178. Our Body is of Prime Importance (mijō ga moto ya)
“Where there is life, there is hope, it is said. The body is the foundation. Money is secondary. In the case of fire, one would take out as many valuables as possible, but one would not do so at the risk of burning one’s body. In the case of flood, it is the same. In the case of robbery, because life is important, one lets the robber have the money, even though one does so reluctantly.
“The same thing is true in the case of illness. One should give quickly to charity the things that are of secondary importance, and have one’s illness cured. But when the dust of miserliness is strong, it is like removing money from a fire even though one is in danger of death from burns. One saves the money and treasures but throws away one’s life. This is in accord with one’s mind. If by giving to charity what is of secondary importance one’s illness is cured, this is the principle of a disaster turning into a smaller misfortune. Understand well.”
This instruction has been handed down by word of mouth from Jirokichi Kita.
Anecdotes of Oyasama, pp. 141–142
Insight from Noguchi Shigeru
Noguchi Shigeru from the Oyasato Institute for the Study of Religion once compared the notion that “the body is of prime importance” to teachings from the tradition established by Ishida Baigan and others that is known as Shingaku or “Heart Learning” (pp. 50–51). Yet he notes the difference in how the same idea in Tenrikyo is informed by the central belief that the human body was something that is “lent” by God the Parent during one’s life (p. 52), a notion that is absent in Shingaku thought.
Noguchi also compares Anecdotes 178 with Anecdotes 114. In 178, Oyasama is quoted as saying, “In the case of robbery, because life is important, one lets the robber have the money, even though one does so reluctantly.”

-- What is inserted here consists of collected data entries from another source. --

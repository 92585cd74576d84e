use std::sync::Arc;
use std::time::{Duration, Instant};

use tc_kernel::{LaunchStats, TiledMatMulKernel, WorkPartition};
use tc_memory::{Element, Matrix, MemoryTier, MemoryTierBuffer};

use crate::config::DispatchConfig;
use crate::device::DeviceRuntime;
use crate::error::{Result, RuntimeError};

/// What a completed matmul dispatch did.
#[derive(Debug, Clone, PartialEq)]
pub struct DispatchReport {
    pub stats: LaunchStats,
    pub tile_size: usize,
    /// Writes per result element in row-major order, when tracking is on.
    pub write_counts: Option<Vec<u32>>,
    /// Wall time from submission to completion.
    pub elapsed: Duration,
}

impl DispatchReport {
    /// `Some(true)` if every result element was written exactly once,
    /// `None` if writes were not tracked.
    pub fn written_exactly_once(&self) -> Option<bool> {
        self.write_counts
            .as_ref()
            .map(|counts| counts.iter().all(|&c| c == 1))
    }
}

/// Runs the tiled matrix multiply on a device and brings the result home.
///
/// A dispatch is synchronous: [`run`](Dispatcher::run) blocks until every
/// work-group has finished. Configuration is checked before anything is
/// allocated or submitted.
#[derive(Debug)]
pub struct Dispatcher<D: DeviceRuntime> {
    device: D,
    config: DispatchConfig,
}

impl<D: DeviceRuntime> Dispatcher<D> {
    pub fn new(device: D, config: DispatchConfig) -> Self {
        Dispatcher { device, config }
    }

    pub fn device(&self) -> &D {
        &self.device
    }

    pub fn config(&self) -> &DispatchConfig {
        &self.config
    }

    /// Compute `a @ b`.
    ///
    /// # Errors
    /// - `Configuration` if the tile size is zero or does not divide `K` or `N`,
    ///   or if `a.cols != b.rows`. Nothing is submitted in that case.
    /// - `Capacity` if the operands, result and other live device-global
    ///   buffers exceed the device's global memory, or one work-group does not
    ///   fit the device.
    /// - `DispatchFailure` if any work-item failed.
    pub fn run<T: Element>(&self, a: &Matrix<T>, b: &Matrix<T>) -> Result<Matrix<T>> {
        self.run_with_report(a, b).map(|(c, _)| c)
    }

    /// Like [`run`](Dispatcher::run), also returning what the dispatch did.
    pub fn run_with_report<T: Element>(
        &self,
        a: &Matrix<T>,
        b: &Matrix<T>,
    ) -> Result<(Matrix<T>, DispatchReport)> {
        let tile_size = self.config.tile_size;
        let partition = WorkPartition::for_matmul(a.shape(), b.shape(), tile_size)?;
        self.check_work_group(&partition)?;

        let lhs = self.upload(a)?;
        let rhs = self.upload(b)?;
        let mut out = self
            .device
            .allocate::<T>(MemoryTier::DeviceGlobal, (a.rows(), b.cols()).into())?;
        if self.config.track_writes {
            out = out.with_write_tracking();
        }
        let out = Arc::new(out);

        let kernel = TiledMatMulKernel::new(lhs, rhs, Arc::clone(&out), tile_size)?;
        let partition = *kernel.partition();

        let started = Instant::now();
        let stats = self.device.submit(Arc::new(kernel), partition)?.wait()?;
        let elapsed = started.elapsed();

        let c = out.to_matrix()?;
        log::debug!(
            "{}x{}x{} matmul with T={} finished in {:?}",
            a.rows(),
            a.cols(),
            b.cols(),
            tile_size,
            elapsed
        );
        let report = DispatchReport {
            stats,
            tile_size,
            write_counts: out.write_counts(),
            elapsed,
        };
        Ok((c, report))
    }

    fn check_work_group(&self, partition: &WorkPartition) -> Result<()> {
        let limit = self.device.info().limits.max_work_group_size;
        if partition.work_group_size() > limit {
            return Err(RuntimeError::Capacity(format!(
                "tile size {} exceeds the device work-group limit {limit}",
                partition.work_group_size()
            )));
        }
        Ok(())
    }

    fn upload<T: Element>(&self, matrix: &Matrix<T>) -> Result<Arc<MemoryTierBuffer<T>>> {
        let buffer = self.device.allocate::<T>(MemoryTier::DeviceGlobal, matrix.shape())?;
        buffer.copy_from(matrix)?;
        Ok(Arc::new(buffer))
    }
}
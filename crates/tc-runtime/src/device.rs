use std::fmt;
use std::sync::Arc;
use std::thread::JoinHandle;

use tc_kernel::{Kernel, KernelError, LaunchStats, WorkPartition};
use tc_memory::{Element, MemoryTier, MemoryTierBuffer, Shape};

use crate::error::{Result, RuntimeError};

/// Kind of memory backing work-group local memory.
#[derive(Debug, Clone, Copy, PartialEq, Eq)]
pub enum LocalMemType {
    /// Dedicated on-chip memory.
    Local,
    /// Emulated in global memory.
    Global,
    /// No local memory.
    None,
}

impl fmt::Display for LocalMemType {
    fn fmt(&self, f: &mut fmt::Formatter<'_>) -> fmt::Result {
        match self {
            LocalMemType::Local => write!(f, "local"),
            LocalMemType::Global => write!(f, "global"),
            LocalMemType::None => write!(f, "none"),
        }
    }
}

/// Resource limits a device enforces on allocations and launches.
#[derive(Debug, Clone, Copy, PartialEq, Eq)]
pub struct DeviceLimits {
    /// Bytes of scratch memory available to one work-group.
    pub local_mem_size: usize,
    /// Bytes of device-global memory.
    pub global_mem_size: usize,
    /// Maximum work-items per work-group.
    pub max_work_group_size: usize,
}

impl Default for DeviceLimits {
    fn default() -> Self {
        DeviceLimits {
            local_mem_size: 64 * 1024,
            global_mem_size: 1 << 30,
            max_work_group_size: 256,
        }
    }
}

/// Static description of a device.
#[derive(Debug, Clone, PartialEq, Eq)]
pub struct DeviceInfo {
    pub vendor: String,
    pub name: String,
    pub local_mem_type: LocalMemType,
    pub limits: DeviceLimits,
}

impl fmt::Display for DeviceInfo {
    fn fmt(&self, f: &mut fmt::Formatter<'_>) -> fmt::Result {
        writeln!(f, "Device {} {}", self.vendor, self.name)?;
        writeln!(f, "  Local memory type {}", self.local_mem_type)?;
        write!(
            f,
            "  Local memory size {} KiB",
            self.limits.local_mem_size as f64 / 1024.0
        )
    }
}

/// The capabilities a dispatcher needs from an accelerator runtime.
///
/// Barriers are not exposed directly: a device builds one group barrier per
/// work-group slot when a kernel is submitted.
pub trait DeviceRuntime: Send + Sync + fmt::Debug {
    fn info(&self) -> &DeviceInfo;

    /// Allocate a zero-filled buffer in `tier`.
    ///
    /// # Errors
    /// `RuntimeError::Capacity` if the tier's limit cannot hold it.
    fn allocate<T: Element>(&self, tier: MemoryTier, shape: Shape) -> Result<MemoryTierBuffer<T>>;

    /// Submit `kernel` over `partition` without waiting for it.
    ///
    /// # Errors
    /// `Capacity` if the work-group or its scratch exceeds device limits,
    /// `DispatchFailure` if the dispatch could not be started.
    fn submit<K: Kernel + 'static>(&self, kernel: Arc<K>, partition: WorkPartition) -> Result<PendingDispatch>;

    /// Run `body(i)` for every `i` in `0..range`, with no work-groups or
    /// scratch, and block until done.
    fn parallel_for<F: Fn(usize) + Sync>(&self, range: usize, body: F) -> Result<()>;
}

/// A submitted dispatch. Dropping it without waiting detaches the work.
#[derive(Debug)]
pub struct PendingDispatch {
    id: u64,
    kernel: String,
    handle: JoinHandle<std::result::Result<LaunchStats, KernelError>>,
}

impl PendingDispatch {
    pub(crate) fn new(
        id: u64,
        kernel: String,
        handle: JoinHandle<std::result::Result<LaunchStats, KernelError>>,
    ) -> Self {
        PendingDispatch { id, kernel, handle }
    }

    pub fn id(&self) -> u64 {
        self.id
    }

    /// Block until every work-group has completed.
    ///
    /// # Errors
    /// `DispatchFailure` if any work-item failed; the dispatch fails as a unit.
    pub fn wait(self) -> Result<LaunchStats> {
        let outcome = self.handle.join().map_err(|_| {
            RuntimeError::DispatchFailure(format!("dispatch {} thread panicked", self.id))
        })?;
        match outcome {
            Ok(stats) => {
                log::debug!(
                    "dispatch {} ({}) completed: {} work-items in {} work-groups",
                    self.id,
                    self.kernel,
                    stats.work_items,
                    stats.work_groups
                );
                Ok(stats)
            }
            Err(err) => {
                log::warn!("dispatch {} ({}) failed: {}", self.id, self.kernel, err);
                Err(RuntimeError::DispatchFailure(err.to_string()))
            }
        }
    }
}
use tc_memory::{Element, MemoryTierBuffer};

use crate::error::Result;
use crate::partition::WorkItem;
use crate::sync::{BarrierSite, GroupSync};

/// Everything a work-item may touch besides the kernel's own bound buffers:
/// its coordinates, its group's scratch memory and its group's barrier.
///
/// Built fresh for every work-item and passed by reference to
/// [`Kernel::execute`](crate::Kernel::execute).
pub struct KernelContext<'a, T: Element> {
    item: WorkItem,
    scratch: &'a MemoryTierBuffer<T>,
    sync: &'a dyn GroupSync,
}

impl<'a, T: Element> KernelContext<'a, T> {
    pub fn new(item: WorkItem, scratch: &'a MemoryTierBuffer<T>, sync: &'a dyn GroupSync) -> Self {
        KernelContext { item, scratch, sync }
    }

    pub fn item(&self) -> WorkItem {
        self.item
    }

    /// Global (row, col) of the result element.
    pub fn global_id(&self) -> (usize, usize) {
        self.item.global
    }

    pub fn local_id(&self) -> usize {
        self.item.local
    }

    pub fn group_id(&self) -> usize {
        self.item.group
    }

    /// Work-group local memory, shared with every lane of the group.
    pub fn scratch(&self) -> &'a MemoryTierBuffer<T> {
        self.scratch
    }

    /// Wait until every lane of the group reaches `site`.
    pub fn barrier(&self, site: BarrierSite) -> Result<()> {
        self.sync.barrier(self.item.local, site)
    }
}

In 114, Izumita Tokichi finds himself surrounded by three bandits. Although he was a powerful man who could have easily taken care of the bandits alone, the notion that the body was a thing borrowed, a thing lent, “flashed across his mind.” Izumita then took off his clothing, folded them neatly, and put his wallet atop the folded pile. The bandits, taken off guard and made uneasy by the burly Izumita’s baffling willingness to meet their demands, left without taking anything.
Noguchi notes that Kita Jirokichi, the man to whom Oyasama is said to have transmitted the contents of Anecdotes 178 to, was also a man relatively big in size (182 centimeters or six feet in height) who once went through sumo training and learned the secrets of the Yagyu school of swordsmanship. Regarding this, Noguchi writes:
What do these two selections from Anecdotes teach us when we look into their backgrounds and related passages from the Osashizu? No matter how physically tough one is or is blessed with social status or honor, the foundation of the body is made possible through God the Parent’s workings. I believe that these are strict instructions to deeply appreciate the teaching of “a thing lent, a thing borrowed,” and the importance of settling a sense of discretion in one’s heart (p. 54).
Although I found Noguchi’s article insightful, I nevertheless feel he has overlooked the central gist of Anecdotes 178. I consider the first paragraph on which he focused his attention merely the build-up to the central message contained in the second paragraph.
The first paragraph presents us with the following prospect: If we are faced with a fire or a flood, it is only natural for us to prioritize the body (our safety) over saving our belongings.
With this in mind, when we are faced with an illness, it is said the ideal response would be to likewise prioritize the body over one’s possessions. Yet this is surely not such an obvious solution to anyone who finds themselves in such a situation. (It may be more likely in this day and age to be alarmed at how easily one’s medical bills can spiral out of control because of a sudden illness.)
Anecdotes 178 instructs: “One should give quickly to charity the things that are of secondary importance, and have one’s illness cured. . . . [B]y giving to charity what is of secondary importance one’s illness is cured.”
Somewhere along the line, Oyasama’s instruction to “give to charity” when one succumbs to illness became missionaries’ entreaties to “give to the Tenrikyo organization.” I am not sure when or how this exactly occurred, but the transformation most likely took place during Tenrikyo’s exponential expansion circa 1888–1896.
As Tenrikyo’s quick growth must have required the availability of new sources of capital, this may not be such an unreasonable development from a strict utilitarian point of view. Yet, it must be noted that Tenrikyo increasingly came to be viewed by the Japanese public as an exploitative religion (a stigma that more or less remains to this day) after people miraculously cured by missionaries’ applications of the Sazuke enthusiastically donated their family assets in appreciation. Others regularly donated money in hopes to have God sever their bad karma so they could live the Joyous Life as God is said to have intended, a practice that remains in place today.
I suspect Noguchi may have purposely avoided discussing the second paragraph since it touches the notion of giving away money, a notion that has somewhat of a convoluted history in Tenrikyo.
Noguchi Shigeru. 2009. “Karada: 178 ‘Mijō ga moto ya.’ ” In Itsuwa-hen ni manabu iki-kata 3. Tenri: Tenri Daigaku Oyasato Kenkyūsho, pp. 49–57.